Problem. Could you find each line of the data below that contains the word "Result" and copy those lines?

(Records excerpted from a collection)
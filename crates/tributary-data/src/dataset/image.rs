// Copyright 2025 eraflo
//
// Licensed under the Apache License, Version 2.0 (the "License");
// you may not use this file except in compliance with the License.
// You may obtain a copy of the License at
//
//     http://www.apache.org/licenses/LICENSE-2.0
//
// Unless required by applicable law or agreed to in writing, software
// distributed under the License is distributed on an "AS IS" BASIS,
// WITHOUT WARRANTIES OR CONDITIONS OF ANY KIND, either express or implied.
// See the License for the specific language governing permissions and
// limitations under the License.


use super::{GHOST_ARRAY_NAME, GHOST_DUPLICATE};
use crate::error::DataError;
use crate::field::FieldData;
use crate::object::{DeepClone, HasBounds, HasGhostLayers};
use tributary_core::{Bounds, Extent};

/// A uniform rectilinear lattice of points over a structured extent.
#[derive(Debug, Clone, PartialEq)]
pub struct ImageGrid {
    extent: Extent,
    origin: [f64; 3],
    spacing: [f64; 3],
    point_data: FieldData,
    cell_data: FieldData,
    ghost_levels: u32,
}

impl Default for ImageGrid {
    fn default() -> Self {
        Self::new(Extent::EMPTY, [0.0; 3], [1.0; 3])
    }
}

impl ImageGrid {
    /// Creates a grid without attributes.
    pub fn new(extent: Extent, origin: [f64; 3], spacing: [f64; 3]) -> Self {
        Self {
            extent,
            origin,
            spacing,
            point_data: FieldData::new(),
            cell_data: FieldData::new(),
            ghost_levels: 0,
        }
    }

    /// Node extent.
    pub fn extent(&self) -> Extent {
        self.extent
    }

    /// Replaces the extent. Attribute arrays are not resized.
    pub fn set_extent(&mut self, extent: Extent) {
        self.extent = extent;
    }

    /// Position of node `(0, 0, 0)`.
    pub fn origin(&self) -> [f64; 3] {
        self.origin
    }

    /// Sets the origin.
    pub fn set_origin(&mut self, origin: [f64; 3]) {
        self.origin = origin;
    }

    /// Distance between neighbouring nodes per axis.
    pub fn spacing(&self) -> [f64; 3] {
        self.spacing
    }

    /// Sets the spacing.
    pub fn set_spacing(&mut self, spacing: [f64; 3]) {
        self.spacing = spacing;
    }

    /// Node counts per axis.
    pub fn dimensions(&self) -> [i32; 3] {
        self.extent.dimensions()
    }

    /// Number of nodes.
    pub fn number_of_points(&self) -> usize {
        self.extent.number_of_points()
    }

    /// Number of cells.
    pub fn number_of_cells(&self) -> usize {
        self.extent.number_of_cells()
    }

    /// World position of node `ijk`.
    pub fn point(&self, ijk: [i32; 3]) -> [f64; 3] {
        [
            self.origin[0] + f64::from(ijk[0]) * self.spacing[0],
            self.origin[1] + f64::from(ijk[1]) * self.spacing[1],
            self.origin[2] + f64::from(ijk[2]) * self.spacing[2],
        ]
    }

    /// Per-node attributes.
    pub fn point_data(&self) -> &FieldData {
        &self.point_data
    }

    /// Per-node attributes, mutably.
    pub fn point_data_mut(&mut self) -> &mut FieldData {
        &mut self.point_data
    }

    /// Per-cell attributes.
    pub fn cell_data(&self) -> &FieldData {
        &self.cell_data
    }

    /// Per-cell attributes, mutably.
    pub fn cell_data_mut(&mut self) -> &mut FieldData {
        &mut self.cell_data
    }

    /// Records how many ghost layers the grid carries.
    pub fn set_ghost_levels(&mut self, levels: u32) {
        self.ghost_levels = levels;
    }

    /// Checks that every attribute array matches the point or cell count.
    pub fn validate(&self) -> Result<(), DataError> {
        check_lengths(&self.point_data, self.number_of_points())?;
        check_lengths(&self.cell_data, self.number_of_cells())
    }

    /// Copies the part of the grid inside `sub`, clipped to the grid's extent.
    /// Attribute tuples are gathered into new arrays.
    pub fn extract(&self, sub: &Extent) -> ImageGrid {
        let Some(target) = self.extent.intersection(sub) else {
            return ImageGrid::new(Extent::EMPTY, self.origin, self.spacing);
        };
        let point_ids: Vec<usize> = target
            .iter_points()
            .map(|ijk| self.extent.point_offset(ijk))
            .collect();
        let own_cells = self.extent.cell_extent();
        let cell_ids: Vec<usize> = target
            .cell_extent()
            .iter_points()
            .map(|ijk| own_cells.point_offset(ijk))
            .collect();

        ImageGrid {
            extent: target,
            origin: self.origin,
            spacing: self.spacing,
            point_data: self.point_data.gather(&point_ids),
            cell_data: self.cell_data.gather(&cell_ids),
            ghost_levels: self.ghost_levels,
        }
    }

    /// Marks every cell of the grid outside `real` as a duplicate ghost.
    pub fn mark_ghost_cells(&mut self, real: &Extent) {
        let cells = self.extent.cell_extent();
        let real_cells = real.cell_extent();
        let markers: Vec<u8> = cells
            .iter_points()
            .map(|ijk| {
                if real_cells.contains_point(ijk) {
                    0
                } else {
                    GHOST_DUPLICATE
                }
            })
            .collect();
        self.cell_data
            .add_array(crate::array::DataArray::from_u8(GHOST_ARRAY_NAME, 1, markers));
    }
}

pub(crate) fn check_lengths(fields: &FieldData, expected: usize) -> Result<(), DataError> {
    match fields.iter().find(|a| a.number_of_tuples() != expected) {
        Some(array) => Err(DataError::ArrayLength {
            name: array.name().to_string(),
            expected,
            found: array.number_of_tuples(),
        }),
        None => Ok(()),
    }
}

impl HasBounds for ImageGrid {
    fn bounds(&self) -> Bounds {
        Bounds::from_extent(&self.extent, self.origin, self.spacing)
    }
}

impl HasGhostLayers for ImageGrid {
    fn ghost_levels(&self) -> u32 {
        self.ghost_levels
    }

    fn cell_ghost_markers(&self) -> Option<&[u8]> {
        self.cell_data.array(GHOST_ARRAY_NAME).and_then(|a| a.as_u8())
    }
}

impl DeepClone for ImageGrid {
    fn deep_clone(&self) -> Self {
        Self {
            point_data: self.point_data.deep_clone(),
            cell_data: self.cell_data.deep_clone(),
            ..self.clone()
        }
    }
}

Response to the exercise.
    pub fn validate(&self) -> Result<(), DataError> {
pub(crate) fn check_lengths(fields: &FieldData, expected: usize) -> Result<(), DataError> {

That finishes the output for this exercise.